DATA -
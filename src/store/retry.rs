use std::future::Future;
use std::time::Duration;

/// Retry policy for operations that may fail transiently.
///
/// A pure description of *how* to retry — how many attempts, how the
/// backoff grows — independent of what is being retried. The store uses it
/// for connection-class failures; nothing here knows about databases.
#[derive(Debug, Clone, Copy)]
pub struct RetryPolicy {
    pub max_attempts: u32,
    pub base_delay: Duration,
}

impl RetryPolicy {
    pub const fn new(max_attempts: u32, base_delay: Duration) -> Self {
        Self {
            max_attempts,
            base_delay,
        }
    }

    /// Delay before the attempt following failed attempt `attempt` (1-based).
    /// Backoff grows linearly: one base step per failed attempt.
    pub fn delay_after(&self, attempt: u32) -> Duration {
        self.base_delay.saturating_mul(attempt)
    }
}

impl Default for RetryPolicy {
    fn default() -> Self {
        Self {
            max_attempts: 3,
            base_delay: Duration::from_secs(1),
        }
    }
}

/// Run `op` under `policy`, retrying failures that `is_transient` accepts.
///
/// `op` receives the 1-based attempt number and must produce a fresh future
/// per call. Non-transient errors propagate immediately; the error from the
/// final attempt propagates once attempts are exhausted.
pub async fn retry_with_policy<T, E, F, Fut, P>(
    policy: RetryPolicy,
    is_transient: P,
    mut op: F,
) -> Result<T, E>
where
    F: FnMut(u32) -> Fut,
    Fut: Future<Output = Result<T, E>>,
    E: std::fmt::Display,
    P: Fn(&E) -> bool,
{
    let mut attempt: u32 = 1;
    loop {
        match op(attempt).await {
            Ok(value) => {
                if attempt > 1 {
                    tracing::info!(attempt, "operation recovered after retries");
                }
                return Ok(value);
            }
            Err(err) if attempt < policy.max_attempts.max(1) && is_transient(&err) => {
                tracing::warn!(
                    attempt,
                    max_attempts = policy.max_attempts,
                    "transient failure, retrying: {err}"
                );
                tokio::time::sleep(policy.delay_after(attempt)).await;
                attempt += 1;
            }
            Err(err) => return Err(err),
        }
    }
}
//! Request orchestration: everything between "an inbound turn arrived"
//! and "a reply is ready to send".
//!
//! The orchestrator reconstructs budgeted history, injects contextual
//! text, dispatches to the model client, and appends the exchange back
//! into history. Collaborator failures are caught here and surfaced as
//! per-request errors; a failed turn never mutates history.

pub mod context;

use crate::channels::traits::InboundTurn;
use crate::chat::{
    ChatSettings, ChatStateCache, HistoryEntry, HistoryManager, Role, ThinkingMode, TurnPart,
    build_request_history, encode_parts,
};
use crate::error::Result;
use crate::providers::{ModelClient, RequestContent, ToolSet};
use crate::search::SearchLookup;
use std::sync::Arc;

pub struct Orchestrator {
    cache: Arc<ChatStateCache>,
    history: HistoryManager,
    model: Arc<dyn ModelClient>,
    search: Option<Arc<dyn SearchLookup>>,
}

/// Whether any part of the assembled request carries a file reference.
/// The caller maps this to the tool-set choice.
pub fn request_uses_files(history: &[HistoryEntry], new_parts: &[TurnPart]) -> bool {
    history.iter().any(HistoryEntry::has_file)
        || new_parts
            .iter()
            .any(|part| matches!(part, TurnPart::File { .. }))
}

impl Orchestrator {
    pub fn new(
        cache: Arc<ChatStateCache>,
        model: Arc<dyn ModelClient>,
        search: Option<Arc<dyn SearchLookup>>,
    ) -> Self {
        Self {
            history: HistoryManager::new(cache.clone()),
            cache,
            model,
            search,
        }
    }

    /// Process one inbound turn end to end. Returns the reply text, or
    /// `None` when the turn carried nothing the model can consume (which
    /// is silently ignored, not an error).
    ///
    /// The chat's state lock is held for the whole exchange so concurrent
    /// messages in the same chat serialize instead of clobbering each
    /// other's history.
    pub async fn handle_turn(&self, turn: InboundTurn) -> Result<Option<String>> {
        let handle = self.cache.load(turn.chat_id).await?;
        let mut state = handle.lock().await;

        let mut original_parts: Vec<TurnPart> = Vec::new();
        if let Some(text) = turn.text.as_deref()
            && !text.trim().is_empty()
        {
            original_parts.push(TurnPart::Text(text.to_string()));
        }
        for attachment in &turn.attachments {
            let file = self
                .model
                .upload_file(attachment.data.clone(), &attachment.mime_type)
                .await?;
            original_parts.push(TurnPart::File {
                uri: file.uri,
                mime_type: file.mime_type,
            });
        }
        for kind in &turn.unsupported {
            original_parts.push(TurnPart::Unsupported { kind: kind.clone() });
        }

        let new_parts = encode_parts(&original_parts);
        if new_parts.is_empty() {
            tracing::debug!(chat_id = turn.chat_id, "turn had no relayable content");
            return Ok(None);
        }

        let past = build_request_history(&state);
        let uses_files = request_uses_files(&past, &original_parts);
        let tools = if uses_files {
            ToolSet::Media
        } else {
            ToolSet::Standard
        };

        let search_block = self
            .search_block(&state.settings, uses_files, turn.text.as_deref())
            .await;

        // Injection happens on a copy of the outbound parts; the history
        // append below uses the original text only.
        let mut outbound_parts = new_parts.clone();
        if let Some(crate::chat::ContentPart::Text { content }) = outbound_parts
            .iter_mut()
            .find(|part| !part.is_file())
        {
            *content = context::inject_context(content, search_block.as_deref());
        }

        let mut contents: Vec<RequestContent> = past
            .into_iter()
            .map(|entry| RequestContent {
                role: entry.role,
                parts: entry.parts,
            })
            .collect();
        contents.push(RequestContent {
            role: Role::User,
            parts: outbound_parts,
        });

        let reply = self
            .model
            .generate(&contents, tools, &state.settings)
            .await?;

        self.history
            .append(
                turn.chat_id,
                &mut state,
                Role::User,
                &original_parts,
                turn.message_id,
            )
            .await?;
        self.history
            .append(
                turn.chat_id,
                &mut state,
                Role::Model,
                &[TurnPart::Text(reply.clone())],
                None,
            )
            .await?;

        Ok(Some(reply))
    }

    async fn search_block(
        &self,
        settings: &ChatSettings,
        uses_files: bool,
        text: Option<&str>,
    ) -> Option<String> {
        if !settings.proactive_search || uses_files {
            return None;
        }
        let query = text?.trim();
        if query.is_empty() {
            return None;
        }
        let search = self.search.as_ref()?;
        match search.snippets(query).await {
            Ok(block) => block,
            Err(err) => {
                tracing::warn!("search lookup failed, continuing without snippets: {err}");
                None
            }
        }
    }

    /// Set the per-chat thinking mode and persist immediately.
    pub async fn set_thinking(&self, chat_id: i64, mode: ThinkingMode) -> Result<()> {
        self.mutate_settings(chat_id, |settings| settings.thinking = mode)
            .await
    }

    /// Toggle proactive search and persist immediately.
    pub async fn set_proactive_search(&self, chat_id: i64, enabled: bool) -> Result<()> {
        self.mutate_settings(chat_id, |settings| settings.proactive_search = enabled)
            .await
    }

    pub async fn settings(&self, chat_id: i64) -> Result<ChatSettings> {
        let handle = self.cache.load(chat_id).await?;
        let state = handle.lock().await;
        Ok(state.settings)
    }

    /// Remove every trace of a chat, cached and persisted.
    pub async fn clear_chat(&self, chat_id: i64) -> Result<()> {
        self.cache.drop_chat(chat_id).await
    }

    async fn mutate_settings(
        &self,
        chat_id: i64,
        mutate: impl FnOnce(&mut ChatSettings),
    ) -> Result<()> {
        let handle = self.cache.load(chat_id).await?;
        let mut state = handle.lock().await;
        mutate(&mut state.settings);
        self.cache.save(chat_id, &state).await
    }
}
#[cfg(test)]
mod tests {
    use super::*;
    use crate::chat::{ChatSettings, ThinkingMode};
    use wiremock::matchers::{body_partial_json, method, path};
    use wiremock::{Mock, MockServer, ResponseTemplate};

    fn client_for(server: &MockServer) -> GeminiClient {
        let mut client =
            GeminiClient::new("test-key", Some("gemini-test")).with_base_url(server.uri());
        client.activation_delay = Duration::ZERO;
        client
    }

    fn user_text(content: &str) -> RequestContent {
        RequestContent {
            role: Role::User,
            parts: vec![ContentPart::Text {
                content: content.into(),
            }],
        }
    }

    fn reply_body(text: &str) -> serde_json::Value {
        serde_json::json!({
            "candidates": [{
                "content": { "role": "model", "parts": [{ "text": text }] }
            }]
        })
    }

    #[tokio::test]
    async fn generate_returns_candidate_text() {
        let server = MockServer::start().await;
        Mock::given(method("POST"))
            .and(path("/v1beta/models/gemini-test:generateContent"))
            .respond_with(ResponseTemplate::new(200).set_body_json(reply_body("hello there")))
            .mount(&server)
            .await;

        let reply = client_for(&server)
            .generate(
                &[user_text("hi")],
                ToolSet::Standard,
                &ChatSettings::default(),
            )
            .await
            .unwrap();

        assert_eq!(reply, "hello there");
    }

    #[tokio::test]
    async fn generate_sends_search_tool_for_standard_set() {
        let server = MockServer::start().await;
        Mock::given(method("POST"))
            .and(path("/v1beta/models/gemini-test:generateContent"))
            .and(body_partial_json(
                serde_json::json!({ "tools": [{ "google_search": {} }] }),
            ))
            .respond_with(ResponseTemplate::new(200).set_body_json(reply_body("grounded")))
            .mount(&server)
            .await;

        let reply = client_for(&server)
            .generate(
                &[user_text("what happened today?")],
                ToolSet::Standard,
                &ChatSettings::default(),
            )
            .await
            .unwrap();
        assert_eq!(reply, "grounded");
    }

    #[tokio::test]
    async fn generate_surfaces_http_errors() {
        let server = MockServer::start().await;
        Mock::given(method("POST"))
            .respond_with(ResponseTemplate::new(503).set_body_string("overloaded"))
            .mount(&server)
            .await;

        let err = client_for(&server)
            .generate(
                &[user_text("hi")],
                ToolSet::Standard,
                &ChatSettings::default(),
            )
            .await
            .unwrap_err();

        match err {
            ModelError::Request(message) => {
                assert!(message.contains("503"));
                assert!(message.contains("overloaded"));
            }
            other => panic!("unexpected error: {other}"),
        }
    }

    #[tokio::test]
    async fn generate_without_candidates_is_empty_response() {
        let server = MockServer::start().await;
        Mock::given(method("POST"))
            .respond_with(ResponseTemplate::new(200).set_body_json(serde_json::json!({})))
            .mount(&server)
            .await;

        let err = client_for(&server)
            .generate(
                &[user_text("hi")],
                ToolSet::Standard,
                &ChatSettings::default(),
            )
            .await
            .unwrap_err();
        assert!(matches!(err, ModelError::EmptyResponse));
    }

    #[tokio::test]
    async fn upload_returns_handle_when_immediately_active() {
        let server = MockServer::start().await;
        Mock::given(method("POST"))
            .and(path("/upload/v1beta/files"))
            .respond_with(ResponseTemplate::new(200).set_body_json(serde_json::json!({
                "file": {
                    "name": "files/abc",
                    "uri": "https://files.example/abc",
                    "mimeType": "image/png",
                    "state": "ACTIVE"
                }
            })))
            .mount(&server)
            .await;

        let handle = client_for(&server)
            .upload_file(vec![1, 2, 3], "image/png")
            .await
            .unwrap();

        assert_eq!(handle.uri, "https://files.example/abc");
        assert_eq!(handle.mime_type, "image/png");
    }

    #[tokio::test]
    async fn upload_polls_until_active() {
        let server = MockServer::start().await;
        Mock::given(method("POST"))
            .and(path("/upload/v1beta/files"))
            .respond_with(ResponseTemplate::new(200).set_body_json(serde_json::json!({
                "file": {
                    "name": "files/slow",
                    "uri": "https://files.example/slow",
                    "state": "PROCESSING"
                }
            })))
            .mount(&server)
            .await;
        Mock::given(method("GET"))
            .and(path("/v1beta/files/slow"))
            .respond_with(ResponseTemplate::new(200).set_body_json(serde_json::json!({
                "name": "files/slow",
                "uri": "https://files.example/slow",
                "state": "PROCESSING"
            })))
            .up_to_n_times(2)
            .mount(&server)
            .await;
        Mock::given(method("GET"))
            .and(path("/v1beta/files/slow"))
            .respond_with(ResponseTemplate::new(200).set_body_json(serde_json::json!({
                "name": "files/slow",
                "uri": "https://files.example/slow",
                "mimeType": "video/mp4",
                "state": "ACTIVE"
            })))
            .mount(&server)
            .await;

        let handle = client_for(&server)
            .upload_file(vec![0; 16], "video/mp4")
            .await
            .unwrap();
        assert_eq!(handle.mime_type, "video/mp4");
    }

    #[tokio::test]
    async fn upload_times_out_after_bounded_polling() {
        let server = MockServer::start().await;
        Mock::given(method("POST"))
            .and(path("/upload/v1beta/files"))
            .respond_with(ResponseTemplate::new(200).set_body_json(serde_json::json!({
                "file": {
                    "name": "files/stuck",
                    "uri": "https://files.example/stuck",
                    "state": "PROCESSING"
                }
            })))
            .mount(&server)
            .await;
        Mock::given(method("GET"))
            .and(path("/v1beta/files/stuck"))
            .respond_with(ResponseTemplate::new(200).set_body_json(serde_json::json!({
                "name": "files/stuck",
                "uri": "https://files.example/stuck",
                "state": "PROCESSING"
            })))
            .mount(&server)
            .await;

        let err = client_for(&server)
            .upload_file(vec![0; 16], "audio/ogg")
            .await
            .unwrap_err();

        assert!(matches!(
            err,
            ModelError::FileActivation { attempts: 15, .. }
        ));
    }

    #[tokio::test]
    async fn failed_file_state_is_an_upload_error() {
        let server = MockServer::start().await;
        Mock::given(method("POST"))
            .and(path("/upload/v1beta/files"))
            .respond_with(ResponseTemplate::new(200).set_body_json(serde_json::json!({
                "file": {
                    "name": "files/bad",
                    "uri": "https://files.example/bad",
                    "state": "FAILED"
                }
            })))
            .mount(&server)
            .await;

        let err = client_for(&server)
            .upload_file(vec![0; 16], "image/gif")
            .await
            .unwrap_err();
        assert!(matches!(err, ModelError::Upload(_)));
    }

    #[test]
    fn thinking_modes_map_to_budgets() {
        assert_eq!(
            build_generation_config(ThinkingMode::Off)
                .thinking_config
                .unwrap()
                .thinking_budget,
            0
        );
        assert!(
            build_generation_config(ThinkingMode::Balanced)
                .thinking_config
                .is_none()
        );
        assert_eq!(
            build_generation_config(ThinkingMode::Extended)
                .thinking_config
                .unwrap()
                .thinking_budget,
            EXTENDED_THINKING_BUDGET
        );
    }

    #[test]
    fn file_parts_serialize_as_file_data() {
        let wire = to_wire_content(&RequestContent {
            role: Role::Model,
            parts: vec![ContentPart::File {
                uri: "files/x".into(),
                mime_type: "image/jpeg".into(),
            }],
        });

        let json = serde_json::to_value(&wire).unwrap();
        assert_eq!(json["role"], "model");
        assert_eq!(json["parts"][0]["fileData"]["fileUri"], "files/x");
        assert_eq!(json["parts"][0]["fileData"]["mimeType"], "image/jpeg");
    }
}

YOUR GOAL -
What is needed is a word-for-word copy of the records above, from the first line through the line that contains "if attempt >".

RESPONSE AREA -
filename src/store/retry.rs
use std::future::Future;
use std::time::Duration;

/// Retry policy for operations that may fail transiently.
///
/// A pure description of *how* to retry — how many attempts, how the
/// backoff grows — independent of what is being retried. The store uses it
/// for connection-class failures; nothing here knows about databases.
#[derive(Debug, Clone, Copy)]
pub struct RetryPolicy {
    pub max_attempts: u32,
    pub base_delay: Duration,
}

impl RetryPolicy {
    pub const fn new(max_attempts: u32, base_delay: Duration) -> Self {
        Self {
            max_attempts,
            base_delay,
        }
    }

    /// Delay before the attempt following failed attempt `attempt` (1-based).
    /// Backoff grows linearly: one base step per failed attempt.
    pub fn delay_after(&self, attempt: u32) -> Duration {
        self.base_delay.saturating_mul(attempt)
    }
}

impl Default for RetryPolicy {
    fn default() -> Self {
        Self {
            max_attempts: 3,
            base_delay: Duration::from_secs(1),
        }
    }
}

/// Run `op` under `policy`, retrying failures that `is_transient` accepts.
///
/// `op` receives the 1-based attempt number and must produce a fresh future
/// per call. Non-transient errors propagate immediately; the error from the
/// final attempt propagates once attempts are exhausted.
pub async fn retry_with_policy<T, E, F, Fut, P>(
    policy: RetryPolicy,
    is_transient: P,
    mut op: F,
) -> Result<T, E>
where
    F: FnMut(u32) -> Fut,
    Fut: Future<Output = Result<T, E>>,
    E: std::fmt::Display,
    P: Fn(&E) -> bool,
{
    let mut attempt: u32 = 1;
    loop {
        match op(attempt).await {
            Ok(value) => {
                if attempt > 1 {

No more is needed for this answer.